Start of GIVEN RECORDS

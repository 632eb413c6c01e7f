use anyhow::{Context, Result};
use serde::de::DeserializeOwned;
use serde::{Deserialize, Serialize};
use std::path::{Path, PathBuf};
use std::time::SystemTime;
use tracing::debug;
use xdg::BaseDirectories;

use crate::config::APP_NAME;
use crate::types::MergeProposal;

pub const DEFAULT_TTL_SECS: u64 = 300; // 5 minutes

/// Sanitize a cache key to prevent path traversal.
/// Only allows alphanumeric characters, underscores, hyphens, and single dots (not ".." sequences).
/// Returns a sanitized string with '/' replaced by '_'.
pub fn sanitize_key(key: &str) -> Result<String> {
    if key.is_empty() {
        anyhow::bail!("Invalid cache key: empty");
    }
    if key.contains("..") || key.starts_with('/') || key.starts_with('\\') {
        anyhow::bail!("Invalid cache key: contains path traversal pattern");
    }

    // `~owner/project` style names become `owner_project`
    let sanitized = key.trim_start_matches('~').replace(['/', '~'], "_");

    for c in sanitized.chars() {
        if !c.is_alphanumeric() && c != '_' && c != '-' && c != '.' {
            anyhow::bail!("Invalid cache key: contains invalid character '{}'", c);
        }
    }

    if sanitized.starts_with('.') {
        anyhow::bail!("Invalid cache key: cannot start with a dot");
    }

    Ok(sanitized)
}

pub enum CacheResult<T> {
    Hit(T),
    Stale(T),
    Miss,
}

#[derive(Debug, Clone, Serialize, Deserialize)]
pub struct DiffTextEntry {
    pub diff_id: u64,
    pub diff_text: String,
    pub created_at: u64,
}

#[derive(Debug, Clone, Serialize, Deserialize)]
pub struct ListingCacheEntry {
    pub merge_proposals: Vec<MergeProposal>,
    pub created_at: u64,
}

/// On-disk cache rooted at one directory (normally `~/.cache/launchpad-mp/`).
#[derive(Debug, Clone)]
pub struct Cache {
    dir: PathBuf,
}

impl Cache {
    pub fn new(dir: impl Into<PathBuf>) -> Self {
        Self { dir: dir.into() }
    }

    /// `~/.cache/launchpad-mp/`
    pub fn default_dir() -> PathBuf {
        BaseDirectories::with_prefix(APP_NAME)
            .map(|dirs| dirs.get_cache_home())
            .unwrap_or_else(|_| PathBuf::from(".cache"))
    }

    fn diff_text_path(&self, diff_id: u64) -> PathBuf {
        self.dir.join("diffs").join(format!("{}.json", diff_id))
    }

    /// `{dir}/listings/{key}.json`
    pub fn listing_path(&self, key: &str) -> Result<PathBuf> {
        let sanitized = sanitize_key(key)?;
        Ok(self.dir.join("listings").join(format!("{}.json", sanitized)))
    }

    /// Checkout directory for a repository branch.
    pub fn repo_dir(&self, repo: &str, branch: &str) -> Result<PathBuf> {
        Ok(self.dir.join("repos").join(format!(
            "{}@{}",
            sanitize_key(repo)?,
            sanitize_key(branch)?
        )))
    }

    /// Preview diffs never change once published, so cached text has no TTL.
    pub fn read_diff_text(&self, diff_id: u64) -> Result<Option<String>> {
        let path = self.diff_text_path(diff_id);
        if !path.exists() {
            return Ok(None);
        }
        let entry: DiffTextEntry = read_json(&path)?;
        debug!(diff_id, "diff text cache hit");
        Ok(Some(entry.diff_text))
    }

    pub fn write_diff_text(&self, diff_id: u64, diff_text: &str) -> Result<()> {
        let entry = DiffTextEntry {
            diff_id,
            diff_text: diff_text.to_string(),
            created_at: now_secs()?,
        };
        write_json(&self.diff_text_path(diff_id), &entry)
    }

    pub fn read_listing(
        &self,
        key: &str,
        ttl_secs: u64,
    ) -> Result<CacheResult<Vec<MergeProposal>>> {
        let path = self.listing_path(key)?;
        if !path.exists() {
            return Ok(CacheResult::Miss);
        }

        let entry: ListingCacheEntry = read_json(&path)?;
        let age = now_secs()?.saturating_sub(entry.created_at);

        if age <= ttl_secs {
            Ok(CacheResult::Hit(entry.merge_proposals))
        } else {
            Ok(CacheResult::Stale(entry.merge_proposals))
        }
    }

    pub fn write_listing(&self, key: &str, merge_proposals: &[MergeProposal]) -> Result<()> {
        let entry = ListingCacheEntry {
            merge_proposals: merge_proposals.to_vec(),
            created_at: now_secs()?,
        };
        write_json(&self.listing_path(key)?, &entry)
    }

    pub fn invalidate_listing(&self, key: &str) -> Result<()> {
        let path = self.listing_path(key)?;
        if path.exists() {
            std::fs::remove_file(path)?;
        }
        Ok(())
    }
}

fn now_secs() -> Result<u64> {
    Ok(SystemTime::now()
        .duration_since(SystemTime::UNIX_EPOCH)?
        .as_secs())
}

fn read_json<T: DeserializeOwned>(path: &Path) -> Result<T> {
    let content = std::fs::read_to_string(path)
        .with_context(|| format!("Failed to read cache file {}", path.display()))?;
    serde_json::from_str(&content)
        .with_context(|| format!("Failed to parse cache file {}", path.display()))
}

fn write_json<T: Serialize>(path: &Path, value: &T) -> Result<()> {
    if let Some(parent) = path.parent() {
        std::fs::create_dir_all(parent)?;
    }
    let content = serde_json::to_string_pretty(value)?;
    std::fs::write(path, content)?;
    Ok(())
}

End of GIVEN RECORDS
Start of GIVEN RECORDS

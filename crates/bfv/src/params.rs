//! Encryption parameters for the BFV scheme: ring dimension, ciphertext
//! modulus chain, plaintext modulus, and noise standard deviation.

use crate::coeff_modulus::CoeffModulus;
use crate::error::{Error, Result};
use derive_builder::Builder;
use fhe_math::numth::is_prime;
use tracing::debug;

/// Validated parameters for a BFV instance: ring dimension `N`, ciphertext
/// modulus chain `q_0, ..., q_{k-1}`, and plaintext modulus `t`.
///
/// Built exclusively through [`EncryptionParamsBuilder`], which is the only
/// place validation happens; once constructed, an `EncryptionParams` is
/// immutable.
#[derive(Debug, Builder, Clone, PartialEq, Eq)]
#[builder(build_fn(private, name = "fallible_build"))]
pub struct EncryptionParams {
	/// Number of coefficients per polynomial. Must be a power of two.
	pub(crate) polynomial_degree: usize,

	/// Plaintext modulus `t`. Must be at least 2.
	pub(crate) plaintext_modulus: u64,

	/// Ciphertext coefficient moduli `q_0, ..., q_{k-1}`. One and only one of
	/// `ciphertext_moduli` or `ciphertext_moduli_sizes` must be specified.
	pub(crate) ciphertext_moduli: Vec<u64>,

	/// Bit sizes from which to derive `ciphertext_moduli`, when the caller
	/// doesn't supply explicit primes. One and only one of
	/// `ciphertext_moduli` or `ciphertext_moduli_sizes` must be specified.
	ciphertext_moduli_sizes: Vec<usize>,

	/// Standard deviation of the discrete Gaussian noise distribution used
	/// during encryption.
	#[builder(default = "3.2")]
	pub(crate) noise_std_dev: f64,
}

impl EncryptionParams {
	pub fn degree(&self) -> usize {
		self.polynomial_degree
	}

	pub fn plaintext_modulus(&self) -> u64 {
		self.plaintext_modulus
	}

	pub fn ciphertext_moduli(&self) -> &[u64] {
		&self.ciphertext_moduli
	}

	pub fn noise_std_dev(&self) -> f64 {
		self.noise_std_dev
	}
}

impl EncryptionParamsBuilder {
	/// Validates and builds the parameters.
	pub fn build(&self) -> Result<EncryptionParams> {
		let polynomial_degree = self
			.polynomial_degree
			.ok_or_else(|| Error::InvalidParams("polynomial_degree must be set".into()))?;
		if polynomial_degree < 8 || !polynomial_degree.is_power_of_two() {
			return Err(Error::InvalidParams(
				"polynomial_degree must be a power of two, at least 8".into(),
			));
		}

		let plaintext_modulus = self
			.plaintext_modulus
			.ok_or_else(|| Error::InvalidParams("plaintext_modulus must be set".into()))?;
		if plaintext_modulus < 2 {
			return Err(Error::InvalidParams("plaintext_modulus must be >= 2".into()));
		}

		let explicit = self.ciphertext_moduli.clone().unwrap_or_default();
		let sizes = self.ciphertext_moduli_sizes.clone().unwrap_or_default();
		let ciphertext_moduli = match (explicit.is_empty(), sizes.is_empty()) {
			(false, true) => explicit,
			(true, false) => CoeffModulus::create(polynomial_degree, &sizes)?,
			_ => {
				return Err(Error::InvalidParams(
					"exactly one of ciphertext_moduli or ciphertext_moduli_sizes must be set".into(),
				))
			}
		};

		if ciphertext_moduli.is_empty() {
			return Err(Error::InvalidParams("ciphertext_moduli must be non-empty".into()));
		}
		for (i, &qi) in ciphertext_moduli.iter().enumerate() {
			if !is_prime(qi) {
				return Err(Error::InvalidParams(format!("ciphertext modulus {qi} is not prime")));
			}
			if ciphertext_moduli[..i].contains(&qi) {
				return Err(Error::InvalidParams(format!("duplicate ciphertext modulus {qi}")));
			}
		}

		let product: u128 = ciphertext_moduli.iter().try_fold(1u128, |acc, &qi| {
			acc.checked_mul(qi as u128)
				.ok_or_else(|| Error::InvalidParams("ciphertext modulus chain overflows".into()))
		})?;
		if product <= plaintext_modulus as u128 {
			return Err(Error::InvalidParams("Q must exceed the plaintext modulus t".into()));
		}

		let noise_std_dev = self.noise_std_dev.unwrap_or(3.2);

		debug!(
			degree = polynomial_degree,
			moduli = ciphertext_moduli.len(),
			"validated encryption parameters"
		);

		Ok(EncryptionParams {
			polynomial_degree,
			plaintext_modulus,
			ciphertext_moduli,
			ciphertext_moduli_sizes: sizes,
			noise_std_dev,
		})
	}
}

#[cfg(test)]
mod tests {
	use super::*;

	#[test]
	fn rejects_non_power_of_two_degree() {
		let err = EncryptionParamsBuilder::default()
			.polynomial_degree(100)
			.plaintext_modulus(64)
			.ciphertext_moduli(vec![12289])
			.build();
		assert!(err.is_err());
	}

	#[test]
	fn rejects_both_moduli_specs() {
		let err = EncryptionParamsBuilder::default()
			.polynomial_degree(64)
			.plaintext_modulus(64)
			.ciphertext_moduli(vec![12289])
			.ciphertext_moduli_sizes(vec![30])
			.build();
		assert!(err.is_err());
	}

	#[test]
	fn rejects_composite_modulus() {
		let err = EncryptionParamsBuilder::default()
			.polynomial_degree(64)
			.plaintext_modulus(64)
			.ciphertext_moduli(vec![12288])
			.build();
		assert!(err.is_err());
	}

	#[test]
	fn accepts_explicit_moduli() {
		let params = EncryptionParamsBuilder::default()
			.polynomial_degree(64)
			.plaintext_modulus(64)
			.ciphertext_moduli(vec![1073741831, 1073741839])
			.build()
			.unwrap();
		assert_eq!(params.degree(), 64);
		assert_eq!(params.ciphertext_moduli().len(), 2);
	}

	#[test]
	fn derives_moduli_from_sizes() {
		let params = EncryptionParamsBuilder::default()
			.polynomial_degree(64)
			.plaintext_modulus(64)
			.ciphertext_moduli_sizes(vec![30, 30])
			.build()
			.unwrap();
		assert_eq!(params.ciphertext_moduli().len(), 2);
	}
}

End of GIVEN RECORDS
Start of GIVEN RECORDS

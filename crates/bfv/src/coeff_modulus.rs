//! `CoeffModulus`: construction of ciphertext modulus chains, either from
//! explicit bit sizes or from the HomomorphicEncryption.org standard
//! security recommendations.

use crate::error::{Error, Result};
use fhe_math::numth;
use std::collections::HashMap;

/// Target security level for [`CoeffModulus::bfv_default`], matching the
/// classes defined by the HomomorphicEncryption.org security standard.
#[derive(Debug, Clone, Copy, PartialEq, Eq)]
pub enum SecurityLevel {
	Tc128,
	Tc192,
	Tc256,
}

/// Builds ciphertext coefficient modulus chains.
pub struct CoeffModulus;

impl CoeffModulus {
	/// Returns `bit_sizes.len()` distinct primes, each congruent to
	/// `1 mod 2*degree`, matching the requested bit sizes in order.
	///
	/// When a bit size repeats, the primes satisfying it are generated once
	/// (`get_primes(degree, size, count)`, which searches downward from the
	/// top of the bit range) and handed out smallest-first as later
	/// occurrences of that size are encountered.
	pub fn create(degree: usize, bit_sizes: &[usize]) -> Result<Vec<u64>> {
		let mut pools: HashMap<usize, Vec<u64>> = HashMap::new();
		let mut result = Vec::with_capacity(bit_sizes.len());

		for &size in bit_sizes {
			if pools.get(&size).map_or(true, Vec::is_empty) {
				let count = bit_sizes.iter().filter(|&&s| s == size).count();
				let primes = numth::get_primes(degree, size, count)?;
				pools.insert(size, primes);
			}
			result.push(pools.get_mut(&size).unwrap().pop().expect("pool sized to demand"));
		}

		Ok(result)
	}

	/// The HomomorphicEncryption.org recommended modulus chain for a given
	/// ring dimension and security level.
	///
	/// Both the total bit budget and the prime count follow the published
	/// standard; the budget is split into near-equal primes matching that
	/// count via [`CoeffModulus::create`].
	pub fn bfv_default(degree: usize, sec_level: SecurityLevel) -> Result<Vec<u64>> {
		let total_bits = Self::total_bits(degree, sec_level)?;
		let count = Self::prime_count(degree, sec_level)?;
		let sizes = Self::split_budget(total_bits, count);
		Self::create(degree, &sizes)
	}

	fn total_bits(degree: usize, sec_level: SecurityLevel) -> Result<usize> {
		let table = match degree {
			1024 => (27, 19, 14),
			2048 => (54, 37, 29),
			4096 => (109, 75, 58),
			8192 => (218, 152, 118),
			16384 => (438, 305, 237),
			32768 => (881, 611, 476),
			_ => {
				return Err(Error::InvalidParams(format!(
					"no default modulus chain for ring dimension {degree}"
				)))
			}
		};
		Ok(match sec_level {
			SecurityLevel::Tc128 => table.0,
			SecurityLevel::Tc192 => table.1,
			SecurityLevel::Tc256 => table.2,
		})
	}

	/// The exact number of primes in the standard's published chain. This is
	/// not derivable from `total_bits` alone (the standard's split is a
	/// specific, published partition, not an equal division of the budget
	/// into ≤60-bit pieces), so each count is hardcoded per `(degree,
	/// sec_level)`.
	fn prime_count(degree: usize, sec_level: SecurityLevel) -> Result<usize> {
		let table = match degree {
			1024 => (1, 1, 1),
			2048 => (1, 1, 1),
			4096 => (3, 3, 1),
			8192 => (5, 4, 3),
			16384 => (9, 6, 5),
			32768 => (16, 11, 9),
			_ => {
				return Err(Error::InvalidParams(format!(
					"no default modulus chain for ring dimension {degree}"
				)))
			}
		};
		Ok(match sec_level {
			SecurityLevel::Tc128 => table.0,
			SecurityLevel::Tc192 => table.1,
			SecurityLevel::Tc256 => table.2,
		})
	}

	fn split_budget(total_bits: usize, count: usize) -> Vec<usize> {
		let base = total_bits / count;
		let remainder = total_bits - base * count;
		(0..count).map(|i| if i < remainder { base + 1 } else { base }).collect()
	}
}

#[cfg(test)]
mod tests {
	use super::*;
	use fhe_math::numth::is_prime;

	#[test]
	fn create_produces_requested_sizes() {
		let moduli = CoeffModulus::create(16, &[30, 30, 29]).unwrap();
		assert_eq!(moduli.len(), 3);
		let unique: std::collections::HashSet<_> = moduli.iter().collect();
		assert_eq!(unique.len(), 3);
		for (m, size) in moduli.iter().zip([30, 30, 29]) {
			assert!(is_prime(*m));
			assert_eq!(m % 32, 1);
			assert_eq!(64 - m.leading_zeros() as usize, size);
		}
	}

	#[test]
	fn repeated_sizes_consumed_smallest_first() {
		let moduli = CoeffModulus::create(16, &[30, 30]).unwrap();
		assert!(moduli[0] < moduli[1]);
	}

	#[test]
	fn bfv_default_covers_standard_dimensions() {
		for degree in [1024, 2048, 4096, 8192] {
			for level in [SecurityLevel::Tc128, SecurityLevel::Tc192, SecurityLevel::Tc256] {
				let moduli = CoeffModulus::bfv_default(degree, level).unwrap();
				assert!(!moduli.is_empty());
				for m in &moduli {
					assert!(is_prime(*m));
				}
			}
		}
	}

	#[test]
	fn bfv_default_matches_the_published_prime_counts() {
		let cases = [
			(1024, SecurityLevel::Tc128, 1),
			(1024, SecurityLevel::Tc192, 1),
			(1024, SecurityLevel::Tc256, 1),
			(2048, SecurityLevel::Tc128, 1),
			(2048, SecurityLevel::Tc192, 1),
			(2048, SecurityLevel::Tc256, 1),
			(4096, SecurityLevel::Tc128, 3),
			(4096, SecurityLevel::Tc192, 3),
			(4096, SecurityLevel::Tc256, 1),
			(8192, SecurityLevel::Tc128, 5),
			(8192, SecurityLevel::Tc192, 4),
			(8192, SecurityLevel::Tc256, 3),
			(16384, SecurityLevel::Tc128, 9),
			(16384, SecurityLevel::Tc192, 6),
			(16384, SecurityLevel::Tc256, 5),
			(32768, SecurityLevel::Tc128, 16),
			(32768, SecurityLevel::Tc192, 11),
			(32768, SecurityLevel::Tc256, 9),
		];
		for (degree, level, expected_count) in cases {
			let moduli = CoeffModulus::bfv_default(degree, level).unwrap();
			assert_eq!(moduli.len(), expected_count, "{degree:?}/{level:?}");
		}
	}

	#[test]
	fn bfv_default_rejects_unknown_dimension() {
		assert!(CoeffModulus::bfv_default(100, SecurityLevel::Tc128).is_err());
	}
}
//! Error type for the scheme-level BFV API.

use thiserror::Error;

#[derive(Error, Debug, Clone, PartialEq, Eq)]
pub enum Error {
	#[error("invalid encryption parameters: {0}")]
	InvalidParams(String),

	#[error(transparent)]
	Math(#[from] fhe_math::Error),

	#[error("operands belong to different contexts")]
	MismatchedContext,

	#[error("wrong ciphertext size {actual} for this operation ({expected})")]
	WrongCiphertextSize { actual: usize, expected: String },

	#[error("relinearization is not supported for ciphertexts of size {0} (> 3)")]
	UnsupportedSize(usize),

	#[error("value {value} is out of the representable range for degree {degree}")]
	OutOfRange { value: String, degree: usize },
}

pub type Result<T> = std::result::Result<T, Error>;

End of GIVEN RECORDS

Copy, exactly and only, the lines above that begin with the one containing "repository 632eb413c6c01e7f" and finish with the one containing "use xdg::BaseDirectories;".

| SOLUTION |
repository 632eb413c6c01e7f
use anyhow::{Context, Result};
use serde::de::DeserializeOwned;
use serde::{Deserialize, Serialize};
use std::path::{Path, PathBuf};
use std::time::SystemTime;
use tracing::debug;
use xdg::BaseDirectories;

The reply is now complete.